Nytheatre.com
- Website type: Theatre information and reviews
- Available in: English
- Owner: The New York Theatre Experience, Inc.
- Website: nytheatre.com
- Launched: 1997; 29 years ago

= Nytheatre.com =

Nytheatre.com was a theatre information and review website founded in 1997. It ended operations in 2017. It was dedicated to reviewing and promoting indie theater in New York City, New York.

==Reviews==
In 2000, The Washington Post recommended it to "dedicated fans" of live theater.

In 2001, The Salt Lake Tribune wrote that the website makes "sampling Manhattan's amazing cornucopia of theater offerings easier than ever before".

In 2005, Gothamist wrote that "theatre fans have for some time been able to get at least some idea about the next year on stage, and not only the brand-name productions, via the estimable nytheatre.com".

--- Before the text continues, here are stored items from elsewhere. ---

use std::path::Path;

use fjall::{Config, Keyspace, PartitionCreateOptions, PartitionHandle};
use tracing::{debug, info};

use crate::task::{Task, TaskStatus};

use super::error::Result;
use super::keys::encode_task_key;

/// Fjall-backed persistent storage for task rows.
///
/// Pure data access: every policy decision (who may transition what, when)
/// lives in the queue layer. The store only reads and writes rows.
#[derive(Clone)]
pub struct TaskStore {
    keyspace: Keyspace,
    tasks: PartitionHandle,
}

impl TaskStore {
    /// Open or create a task store at the given path
    pub fn open<P: AsRef<Path>>(path: P) -> Result<Self> {
        let path = path.as_ref();
        info!("Opening task store at: {}", path.display());

        if let Some(parent) = path.parent() {
            std::fs::create_dir_all(parent)?;
        }

        let keyspace = Config::new(path).open()?;
        let tasks = keyspace.open_partition("tasks", PartitionCreateOptions::default())?;

        Ok(Self { keyspace, tasks })
    }

    /// Store or update a task row
    pub fn upsert(&self, task: &Task) -> Result<()> {
        let key = encode_task_key(&task.id);
        let value = serde_json::to_vec(task)?;
        self.tasks.insert(key, value)?;
        debug!(id = %task.id, status = %task.status, "Upserted task");
        Ok(())
    }

    /// Get a task by id
    pub fn get(&self, id: &str) -> Result<Option<Task>> {
        let key = encode_task_key(id);
        match self.tasks.get(key)? {
            Some(value) => Ok(Some(serde_json::from_slice(&value)?)),
            None => Ok(None),
        }
    }

    /// Remove a task row
    pub fn remove(&self, id: &str) -> Result<()> {
        let key = encode_task_key(id);
        self.tasks.remove(key)?;
        debug!(id, "Removed task");
        Ok(())
    }

    /// List all tasks, oldest first (id as tiebreak for equal timestamps)
    pub fn list(&self) -> Result<Vec<Task>> {
        let mut tasks = Vec::new();
        for item in self.tasks.iter() {
            let (_, value) = item?;
            tasks.push(serde_json::from_slice::<Task>(&value)?);
        }
        tasks.sort_by(|a, b| {
            a.created_at
                .cmp(&b.created_at)
                .then_with(|| a.id.cmp(&b.id))
        });
        Ok(tasks)
    }

    /// Fetch the oldest pending task, if any
    pub fn next_pending(&self) -> Result<Option<Task>> {
        Ok(self
            .list()?
            .into_iter()
            .find(|task| task.status == TaskStatus::Pending))
    }

    /// Whether any pending task exists
    pub fn has_pending(&self) -> Result<bool> {
        Ok(self.next_pending()?.is_some())
    }

    /// Claim a row for execution: re-reads it and only moves it to running if
    /// it is still pending, so a cancel or delete that landed after the poll
    /// wins. Returns `None` when the row changed or vanished.
    pub fn claim_pending(&self, id: &str) -> Result<Option<Task>> {
        let Some(mut task) = self.get(id)? else {
            return Ok(None);
        };
        if task.status != TaskStatus::Pending {
            return Ok(None);
        }
        task.status = TaskStatus::Running;
        task.touch();
        self.upsert(&task)?;
        Ok(Some(task))
    }

    /// Reset every running task back to pending. Returns the reset count.
    ///
    /// A row can only be running at rest if the process died mid-execution,
    /// so this is the startup recovery sweep.
    pub fn reset_running(&self) -> Result<usize> {
        self.reset_where(|task| task.status == TaskStatus::Running)
    }

    /// Reset every non-running task back to pending. Returns the reset count.
    pub fn reset_non_running(&self) -> Result<usize> {
        self.reset_where(|task| task.status != TaskStatus::Running)
    }

    fn reset_where(&self, predicate: impl Fn(&Task) -> bool) -> Result<usize> {
        let mut count = 0;
        for mut task in self.list()? {
            if !predicate(&task) {
                continue;
            }
            task.status = TaskStatus::Pending;
            task.touch();
            self.upsert(&task)?;
            count += 1;
        }
        Ok(count)
    }

    /// Persist all pending writes to disk
    pub fn persist(&self) -> Result<()> {
        self.keyspace.persist(fjall::PersistMode::SyncAll)?;
        Ok(())
    }
}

In 2007, the Cincinnati CityBeat called the site "An excellent reference source. It has up-to-date accounts of strike-affected productions, plus an always reliable list of shows outside the theater district. This independent site is free from commercial interest, so you'll get an unfiltered scoop on what's good and what's not."

==Publishing==
nytheatre.com, through the NYTE Small Press, also published an annual collection of plays called Plays and Playwrights from 2000 through 2011, featuring the work of a number of emerging and established writers whose work has been premiered in New York City. Writers include Chiori Miyagawa, Julia Lee Barclay, Proto-type Theater's Peter S. Petralia, Trav S.D., Ken Urban and Marc Spitz.

This was supplemented by the electronic play publisher Indie Theater Now (2011-2017), which offered a large database of plays that could be downloaded from the site, including works by Kirk Bromley, Edward Einhorn, Ian W. Hill, Nat Cassidy, Jeffrey Sweet, Crystal Skillman and Mac Rogers.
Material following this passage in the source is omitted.